ただ男だというだけでその謎をこの目で見ることができないヨッシーの苦しみは、ある意味凶行に及んでしまった犯人の苦しみと通ずるものがあるのかもしれない。
知らんけど。
――5日後
調査は進展していなかった。
幸いにもプリングさんが他のエルフ達に話をすることはなかったようで、サダコ姉は相変わらずマインスイーパーを続けられている。

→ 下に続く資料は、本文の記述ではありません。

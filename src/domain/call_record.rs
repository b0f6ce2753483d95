//! Provider call ledger rows.
//!
//! Append-only: one row per attempt, including retries. Attempts that
//! belong to the same logical call share a `group_id`.

use chrono::{DateTime, Utc};
use serde::{Deserialize, Serialize};
use uuid::Uuid;

/// One provider invocation attempt.
#[derive(Debug, Clone, Serialize, Deserialize)]
pub struct CallRecord {
    /// Unique identifier
    pub id: Uuid,

    /// Owning batch, if the call was made on behalf of one
    pub batch_id: Option<Uuid>,

    /// Shared across the retries of one logical call
    pub group_id: Uuid,

    /// 1-indexed attempt number within the group
    pub attempt: u32,

    /// Provider backend name
    pub provider: String,

    /// Which of the two contract operations was invoked
    pub operation: CallOperation,

    /// Outcome of this attempt
    pub status: CallStatus,

    /// Wall-clock latency of the attempt
    pub latency_ms: u64,

    /// Request payload summary (no secrets)
    pub request: String,

    /// Response payload, when the attempt succeeded
    pub response: Option<String>,

    /// Error message, when the attempt failed
    pub error: Option<String>,

    /// When the row was appended
    pub created_at: DateTime<Utc>,
}

impl CallRecord {
    /// Create a successful attempt record.
    pub fn success(
        batch_id: Option<Uuid>,
        group_id: Uuid,
        attempt: u32,
        provider: impl Into<String>,
        operation: CallOperation,
        latency_ms: u64,
        request: impl Into<String>,
    ) -> Self {
        Self {
            id: Uuid::new_v4(),
            batch_id,
            group_id,
            attempt,
            provider: provider.into(),
            operation,
            status: CallStatus::Success,
            latency_ms,
            request: request.into(),
            response: None,
            error: None,
            created_at: Utc::now(),
        }
    }

    /// Create a failed attempt record.
    pub fn failure(
        batch_id: Option<Uuid>,
        group_id: Uuid,
        attempt: u32,
        provider: impl Into<String>,
        operation: CallOperation,
        latency_ms: u64,
        request: impl Into<String>,
        error: impl Into<String>,
    ) -> Self {
        Self {
            id: Uuid::new_v4(),
            batch_id,
            group_id,
            attempt,
            provider: provider.into(),
            operation,
            status: CallStatus::Failure,
            latency_ms,
            request: request.into(),
            response: None,
            error: Some(error.into()),
            created_at: Utc::now(),
        }
    }

    /// Attach the response payload.
    pub fn with_response(mut self, response: impl Into<String>) -> Self {
        self.response = Some(response.into());
        self
    }
}

/// The two operations of the provider contract
#[derive(Debug, Clone, Copy, PartialEq, Eq, Serialize, Deserialize)]
#[serde(rename_all = "snake_case")]
pub enum CallOperation {
    Transcribe,
    Summarize,
}

impl CallOperation {
    pub fn as_str(&self) -> &'static str {
        match self {
            Self::Transcribe => "transcribe",
            Self::Summarize => "summarize",
        }
    }

    pub fn parse(value: &str) -> Option<Self> {
        match value {
            "transcribe" => Some(Self::Transcribe),
            "summarize" => Some(Self::Summarize),
            _ => None,
        }
    }
}

/// Outcome of a single attempt
#[derive(Debug, Clone, Copy, PartialEq, Eq, Serialize, Deserialize)]
#[serde(rename_all = "snake_case")]
pub enum CallStatus {
    Success,
    Failure,
}

impl CallStatus {
    pub fn as_str(&self) -> &'static str {
        match self {
            Self::Success => "success",
            Self::Failure => "failure",
        }
    }

    pub fn parse(value: &str) -> Option<Self> {
        match value {
            "success" => Some(Self::Success),
            "failure" => Some(Self::Failure),
            _ => None,
        }
    }
}

#[cfg(test)]
mod tests {
    use super::*;

    #[test]
    fn test_failure_record_carries_error() {
        let group = Uuid::new_v4();
        let record = CallRecord::failure(
            None,
            group,
            2,
            "cloud",
            CallOperation::Transcribe,
            840,
            "batch 0..900s, 3 chunks",
            "connection reset",
        );

        assert_eq!(record.group_id, group);
        assert_eq!(record.attempt, 2);
        assert_eq!(record.status, CallStatus::Failure);
        assert_eq!(record.error.as_deref(), Some("connection reset"));
        assert!(record.response.is_none());
    }

    #[test]
    fn test_success_with_response() {
        let record = CallRecord::success(
            None,
            Uuid::new_v4(),
            1,
            "local",
            CallOperation::Summarize,
            120,
            "window 60m",
        )
        .with_response("{\"cards\":[]}");

        assert_eq!(record.status, CallStatus::Success);
        assert_eq!(record.response.as_deref(), Some("{\"cards\":[]}"));
    }
}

「そういえば、奥さんの飲まれているハーブティー、とてもいい色ですね~」
「あ、そ、そうね。
でもこれはサダコ様とは関係ないのよ。
気にすることはないわ。
それよりもサダコ様、ニホン国には四季というものがあると伺いましたが、それは……」
にこにこという笑顔を崩さないまま四季の概念を説明しはじめるサダコ姉。
公転周期4.91日のこの世界には四季が存在しないのだろう。
だがその内心にはフラストレーションの炎が燃えている。
(口が硬いぃ~。
もう明らかにこのハーブティーが地雷の1つだってことはわかってるのにぃ~。
事件のことはそれとなく聞くにも聞けないしぃ~)
「サダコ様。
そんなにこのハーブティが気になるのですか?」
「えっ? あ、い、いえ~? そんなことは~……」
(あれ、これは、もしかして……)
咄嗟に誤魔化そうとするが、女性は無表情で奥へと消えていき、そして。
「……そこまで気になるのでしたら。
致し方ありませんね」
たらりと冷汗を流すサダコ姉の前で、エルフの女性は台所の奥からツボを運んできた。
女性が蓋を開いた瞬間、鼻をつくような刺激臭が広がる。
サダコ姉はその匂いを知っていた。